The game received "average" reviews on all platforms according to the review aggregation website Metacritic.

Aggregate score
| Aggregator | Score |  |  |
| GameCube | PS2 | Xbox |
| Metacritic | 70/100 | 68/100 | 68/100 |

Review scores
| Publication | Score |  |  |
| GameCube | PS2 | Xbox |
| Electronic Gaming Monthly | N/A | N/A | 7.5/10 |
| Eurogamer | N/A | 7/10 | N/A |
| Game Informer | 8/10 | N/A | 7.5/10 |
| GamePro | N/A | 4/5 | N/A |
| GameSpot | 6.5/10 | 6.1/10 | 6.5/10 |
| GameSpy | 3/5 | N/A | 3/5 |
| GameZone | 7/10 | 7.2/10 | 7/10 |
| IGN | 6.5/10 | 6.8/10 | 6.6/10 |
| Nintendo Power | 3.4/5 | N/A | N/A |
| Nintendo World Report | 7.5/10 | N/A | N/A |
| Official U.S. PlayStation Magazine | N/A | 4/5 | N/A |
| Official Xbox Magazine (US) | N/A | N/A | 6.9/10 |
| X-Play | 3/5 | N/A | N/A |

==Cancelled sequel==
At E3 2004, Acclaim Entertainment announced new titles for release, one of them being ATV Quad Power Racing 3 which was to be developed by Acclaim Studios Manchester instead of Climax Brighton and to be released in the winter of 2005. The game was later cancelled after Acclaim closed down the Acclaim Studios Manchester and Cheltenham studios due to their financial difficulties and eventual bankruptcy. The rights were obtained by Fund4Games and development was continued by Acclaim Studio Manchester's successor, Silverback Studios. The game was shown at E3 2005 behind closed doors. In 2012, game preservation group PtoPOnline revealed gameplay footage of a 2004 prototype under the name ATV 3 Lawless. A found trailer showed the name ATV 3 Outlaw Pro-Quad Racing.

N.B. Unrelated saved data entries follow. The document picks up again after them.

// SPDX-FileCopyrightText: Copyright © 2020-2024 Serpent OS Developers
//
// SPDX-License-Identifier: MPL-2.0

//! Identify a consumer's package manager by walking upward for a
//! lockfile, and classify yarn's alternate dependency-layout mode.

use std::path::{Path, PathBuf};

use serde::Deserialize;
use thiserror::Error;

#[derive(Debug, Error)]
pub enum Error {
    #[error("consumer uses yarn in plug-and-play mode, which this tool cannot inject into")]
    PlugAndPlay,
}

#[derive(Debug, Clone, Copy, PartialEq, Eq)]
pub enum PackageManager {
    Npm,
    Pnpm,
    Yarn,
    Bun,
}

impl PackageManager {
    pub fn as_str(&self) -> &'static str {
        match self {
            Self::Npm => "npm",
            Self::Pnpm => "pnpm",
            Self::Yarn => "yarn",
            Self::Bun => "bun",
        }
    }

    /// The dependency directory name every supported manager shares.
    pub fn deps_dir(&self) -> &'static str {
        "node_modules"
    }
}

#[derive(Debug, Clone, Copy, PartialEq, Eq)]
pub enum YarnLinker {
    Classic,
    PnpmStyle,
    PlugAndPlay,
}

#[derive(Debug, Clone, Copy, PartialEq, Eq)]
pub struct Detection {
    pub package_manager: PackageManager,
    pub yarn_linker: Option<YarnLinker>,
}

impl Detection {
    /// Plug-and-play consumers can't be injected into: there is no
    /// `node_modules` tree to write files into.
    pub fn ensure_compatible(&self) -> Result<(), Error> {
        if self.yarn_linker == Some(YarnLinker::PlugAndPlay) {
            return Err(Error::PlugAndPlay);
        }
        Ok(())
    }

    /// Whether the pnpm-style virtual store (`.pnpm/<name>@<version>/
    /// node_modules/<name>`) should be consulted for the dependency
    /// target, i.e. real pnpm or yarn configured in pnpm-style mode.
    pub fn uses_pnpm_virtual_store(&self) -> bool {
        self.package_manager == PackageManager::Pnpm || self.yarn_linker == Some(YarnLinker::PnpmStyle)
    }
}

/// Lockfile priority within one directory: pnpm, then bun, then yarn,
/// then npm. The closest ancestor directory with any match wins.
fn lockfile_manager(dir: &Path) -> Option<PackageManager> {
    if dir.join("pnpm-lock.yaml").is_file() {
        return Some(PackageManager::Pnpm);
    }
    if dir.join("bun.lockb").is_file() || dir.join("bun.lock").is_file() {
        return Some(PackageManager::Bun);
    }
    if dir.join("yarn.lock").is_file() {
        return Some(PackageManager::Yarn);
    }
    if dir.join("package-lock.json").is_file() {
        return Some(PackageManager::Npm);
    }
    None
}

/// Walk upward from `consumer_dir` looking for a lockfile; fall back to
/// npm if none is found anywhere above it.
pub fn detect(consumer_dir: &Path) -> Detection {
    let mut dir = Some(consumer_dir);
    while let Some(current) = dir {
        if let Some(package_manager) = lockfile_manager(current) {
            let yarn_linker = (package_manager == PackageManager::Yarn).then(|| detect_yarn_linker(consumer_dir));
            return Detection { package_manager, yarn_linker };
        }
        dir = current.parent();
    }
    Detection { package_manager: PackageManager::Npm, yarn_linker: None }
}

#[derive(Debug, Deserialize, Default)]
struct YarnRc {
    #[serde(rename = "nodeLinker")]
    node_linker: Option<String>,
    #[serde(rename = "pnpMode")]
    pnp_mode: Option<String>,
}

/// Read the nearest ancestor's `.yarnrc.yml` to classify the consumer's
/// dependency layout. Defaults to classic `node_modules` when no config
/// (or no recognized field) is found.
fn detect_yarn_linker(consumer_dir: &Path) -> YarnLinker {
    let mut dir = Some(consumer_dir);
    while let Some(current) = dir {
        let path = current.join(".yarnrc.yml");
        if let Ok(contents) = fs_err::read_to_string(&path) {
            if let Ok(config) = serde_yaml::from_str::<YarnRc>(&contents) {
                return classify_linker(&config);
            }
        }
        dir = current.parent();
    }
    YarnLinker::Classic
}

fn classify_linker(config: &YarnRc) -> YarnLinker {
    match config.node_linker.as_deref() {
        Some("pnpm") => YarnLinker::PnpmStyle,
        Some("node-modules") => YarnLinker::Classic,
        _ if config.pnp_mode.is_some() => YarnLinker::PlugAndPlay,
        None => YarnLinker::Classic,
        Some(_) => YarnLinker::PlugAndPlay,
    }
}

/// Candidate directory names under the pnpm virtual store sharing a
/// prefix with `encoded_name@`.
pub fn virtual_store_prefix(encoded_name: &str) -> String {
    format!("{encoded_name}@")
}

#[derive(Debug)]
pub struct VirtualStoreMatch {
    pub path: PathBuf,
    pub exact_version: bool,
}

/// Scan `<deps>/.pnpm/` for an entry `encoded_name@<version>`. An exact
/// version match is preferred; otherwise the first prefix match is
/// returned (caller should warn).
pub fn find_virtual_store_entry(pnpm_dir: &Path, encoded_name: &str, version: &str) -> Option<VirtualStoreMatch> {
    let prefix = virtual_store_prefix(encoded_name);
    let exact_name = format!("{encoded_name}@{version}");

    let entries = std::fs::read_dir(pnpm_dir).ok()?;
    let mut first_prefix_match = None;

    for entry in entries.flatten() {
        let Ok(file_name) = entry.file_name().into_string() else { continue };
        if file_name == exact_name {
            return Some(VirtualStoreMatch { path: entry.path(), exact_version: true });
        }
        if first_prefix_match.is_none() && file_name.starts_with(&prefix) {
            first_prefix_match = Some(entry.path());
        }
    }

    first_prefix_match.map(|path| VirtualStoreMatch { path, exact_version: false })
}

#[cfg(test)]
mod tests {
    use super::*;

    #[test]
    fn detects_pnpm_over_npm_in_same_directory() {
        let dir = tempfile::tempdir().unwrap();
        std::fs::write(dir.path().join("pnpm-lock.yaml"), "").unwrap();
        std::fs::write(dir.path().join("package-lock.json"), "").unwrap();
        assert_eq!(detect(dir.path()).package_manager, PackageManager::Pnpm);
    }

    #[test]
    fn closest_ancestor_wins() {
        let root = tempfile::tempdir().unwrap();
        std::fs::write(root.path().join("yarn.lock"), "").unwrap();
        let nested = root.path().join("packages/app");
        std::fs::create_dir_all(&nested).unwrap();
        std::fs::write(nested.join("package-lock.json"), "").unwrap();

        assert_eq!(detect(&nested).package_manager, PackageManager::Npm);
    }

    #[test]
    fn falls_back_to_npm_with_no_lockfile() {
        let dir = tempfile::tempdir().unwrap();
        assert_eq!(detect(dir.path()).package_manager, PackageManager::Npm);
    }

    #[test]
    fn yarn_pnp_mode_is_incompatible() {
        let dir = tempfile::tempdir().unwrap();
        std::fs::write(dir.path().join("yarn.lock"), "").unwrap();
        std::fs::write(dir.path().join(".yarnrc.yml"), "nodeLinker: pnp\n").unwrap();

        let detection = detect(dir.path());
        assert_eq!(detection.yarn_linker, Some(YarnLinker::PlugAndPlay));
        assert!(detection.ensure_compatible().is_err());
    }

    #[test]
    fn yarn_pnpm_style_uses_virtual_store() {
        let dir = tempfile::tempdir().unwrap();
        std::fs::write(dir.path().join("yarn.lock"), "").unwrap();
        std::fs::write(dir.path().join(".yarnrc.yml"), "nodeLinker: pnpm\n").unwrap();

        let detection = detect(dir.path());
        assert_eq!(detection.yarn_linker, Some(YarnLinker::PnpmStyle));
        assert!(detection.uses_pnpm_virtual_store());
    }

    #[test]
    fn virtual_store_prefers_exact_version() {
        let dir = tempfile::tempdir().unwrap();
        std::fs::create_dir_all(dir.path().join("test-lib@1.0.0")).unwrap();
        std::fs::create_dir_all(dir.path().join("test-lib@2.0.0")).unwrap();

        let found = find_virtual_store_entry(dir.path(), "test-lib", "1.0.0").unwrap();
        assert!(found.exact_version);
        assert_eq!(found.path, dir.path().join("test-lib@1.0.0"));
    }
}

With plans for a third ATV Quad Power Racing game scrapped, Climax Studios was eventually approached by Rainbow Studios for another opportunity to develop another ATV racing game, which would be to continue Rainbow Studio's ATV Offroad Fury series, starting with ATV Offroad Fury 3 in 2004, which Rainbow had to abandon after being purchased by THQ to develop MX Unleashed and the MX vs. ATV series. Climax Studios would go on to develop two installments of the Offroad Fury series on PlayStation 2 and port them both to the PlayStation Portable.